# Directions
Search the records for the string "Deserialize". Copy each line where it occurs.

Items from a dataset
━━━━━━

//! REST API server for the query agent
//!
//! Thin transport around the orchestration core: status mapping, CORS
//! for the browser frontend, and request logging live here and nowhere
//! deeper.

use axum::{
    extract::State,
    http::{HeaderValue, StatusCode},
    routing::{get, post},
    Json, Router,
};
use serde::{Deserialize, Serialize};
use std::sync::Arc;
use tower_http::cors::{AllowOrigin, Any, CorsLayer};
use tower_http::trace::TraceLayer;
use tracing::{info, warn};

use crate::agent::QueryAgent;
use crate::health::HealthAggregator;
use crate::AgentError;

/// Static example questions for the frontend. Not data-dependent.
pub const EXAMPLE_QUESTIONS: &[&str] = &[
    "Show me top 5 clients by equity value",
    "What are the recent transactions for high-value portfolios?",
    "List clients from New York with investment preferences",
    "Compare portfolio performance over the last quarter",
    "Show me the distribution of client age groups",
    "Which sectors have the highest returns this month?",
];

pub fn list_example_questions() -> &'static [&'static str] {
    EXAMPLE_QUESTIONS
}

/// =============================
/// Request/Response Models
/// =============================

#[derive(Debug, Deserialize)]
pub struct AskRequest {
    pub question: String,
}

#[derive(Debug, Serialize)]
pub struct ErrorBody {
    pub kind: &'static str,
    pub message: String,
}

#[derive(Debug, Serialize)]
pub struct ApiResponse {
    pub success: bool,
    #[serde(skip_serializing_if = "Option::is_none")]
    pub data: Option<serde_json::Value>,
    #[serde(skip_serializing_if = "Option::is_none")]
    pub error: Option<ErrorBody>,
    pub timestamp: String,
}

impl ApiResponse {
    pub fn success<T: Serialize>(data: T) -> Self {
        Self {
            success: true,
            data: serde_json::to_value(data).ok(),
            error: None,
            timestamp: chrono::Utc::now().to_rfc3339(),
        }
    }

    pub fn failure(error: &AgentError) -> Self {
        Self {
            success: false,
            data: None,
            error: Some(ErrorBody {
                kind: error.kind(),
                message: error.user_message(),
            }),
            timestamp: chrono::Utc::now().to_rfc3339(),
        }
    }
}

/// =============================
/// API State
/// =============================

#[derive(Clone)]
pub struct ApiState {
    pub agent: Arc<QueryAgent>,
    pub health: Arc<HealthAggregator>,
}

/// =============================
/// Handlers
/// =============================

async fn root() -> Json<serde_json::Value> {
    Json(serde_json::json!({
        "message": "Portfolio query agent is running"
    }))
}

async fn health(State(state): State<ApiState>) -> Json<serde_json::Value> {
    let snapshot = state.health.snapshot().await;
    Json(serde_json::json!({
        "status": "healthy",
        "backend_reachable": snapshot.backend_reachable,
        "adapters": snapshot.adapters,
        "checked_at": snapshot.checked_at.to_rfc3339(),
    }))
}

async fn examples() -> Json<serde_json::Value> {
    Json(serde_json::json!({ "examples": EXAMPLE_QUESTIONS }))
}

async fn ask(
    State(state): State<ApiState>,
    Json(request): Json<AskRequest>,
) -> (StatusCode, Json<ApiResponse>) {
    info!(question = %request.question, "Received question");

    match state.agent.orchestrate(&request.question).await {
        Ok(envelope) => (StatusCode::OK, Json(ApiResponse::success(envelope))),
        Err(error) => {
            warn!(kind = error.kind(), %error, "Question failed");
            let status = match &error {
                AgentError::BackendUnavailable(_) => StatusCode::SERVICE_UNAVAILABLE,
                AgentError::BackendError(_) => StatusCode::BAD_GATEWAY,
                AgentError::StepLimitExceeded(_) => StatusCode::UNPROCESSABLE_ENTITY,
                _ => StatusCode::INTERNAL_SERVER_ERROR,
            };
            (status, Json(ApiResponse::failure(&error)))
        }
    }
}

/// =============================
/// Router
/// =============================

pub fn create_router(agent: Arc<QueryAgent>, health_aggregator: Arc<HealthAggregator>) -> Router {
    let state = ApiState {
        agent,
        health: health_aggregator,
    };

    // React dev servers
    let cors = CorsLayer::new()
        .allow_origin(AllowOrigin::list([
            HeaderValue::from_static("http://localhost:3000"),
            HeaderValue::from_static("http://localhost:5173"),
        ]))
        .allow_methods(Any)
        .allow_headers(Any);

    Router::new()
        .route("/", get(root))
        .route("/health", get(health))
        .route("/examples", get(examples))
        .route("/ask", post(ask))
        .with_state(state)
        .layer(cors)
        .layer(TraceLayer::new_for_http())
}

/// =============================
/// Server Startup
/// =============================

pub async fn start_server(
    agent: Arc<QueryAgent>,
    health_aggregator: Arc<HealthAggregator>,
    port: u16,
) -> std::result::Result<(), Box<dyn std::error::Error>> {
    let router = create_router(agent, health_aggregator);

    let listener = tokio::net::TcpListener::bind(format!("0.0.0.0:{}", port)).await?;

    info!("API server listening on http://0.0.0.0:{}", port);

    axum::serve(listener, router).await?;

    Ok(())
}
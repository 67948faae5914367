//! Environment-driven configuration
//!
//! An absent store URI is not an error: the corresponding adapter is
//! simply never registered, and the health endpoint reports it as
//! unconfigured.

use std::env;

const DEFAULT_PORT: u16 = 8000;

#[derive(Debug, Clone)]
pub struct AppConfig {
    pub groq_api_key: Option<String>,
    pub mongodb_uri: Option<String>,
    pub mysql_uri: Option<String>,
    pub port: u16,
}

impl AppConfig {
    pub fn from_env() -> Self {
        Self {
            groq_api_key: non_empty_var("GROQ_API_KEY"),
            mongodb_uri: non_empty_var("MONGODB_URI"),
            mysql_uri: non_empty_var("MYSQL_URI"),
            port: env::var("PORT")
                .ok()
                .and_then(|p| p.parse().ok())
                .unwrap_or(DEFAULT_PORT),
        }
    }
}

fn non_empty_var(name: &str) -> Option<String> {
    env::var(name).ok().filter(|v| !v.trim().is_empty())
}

━━━━━━

# Answer space
use serde::{Deserialize, Serialize};
#[derive(Debug, Deserialize)]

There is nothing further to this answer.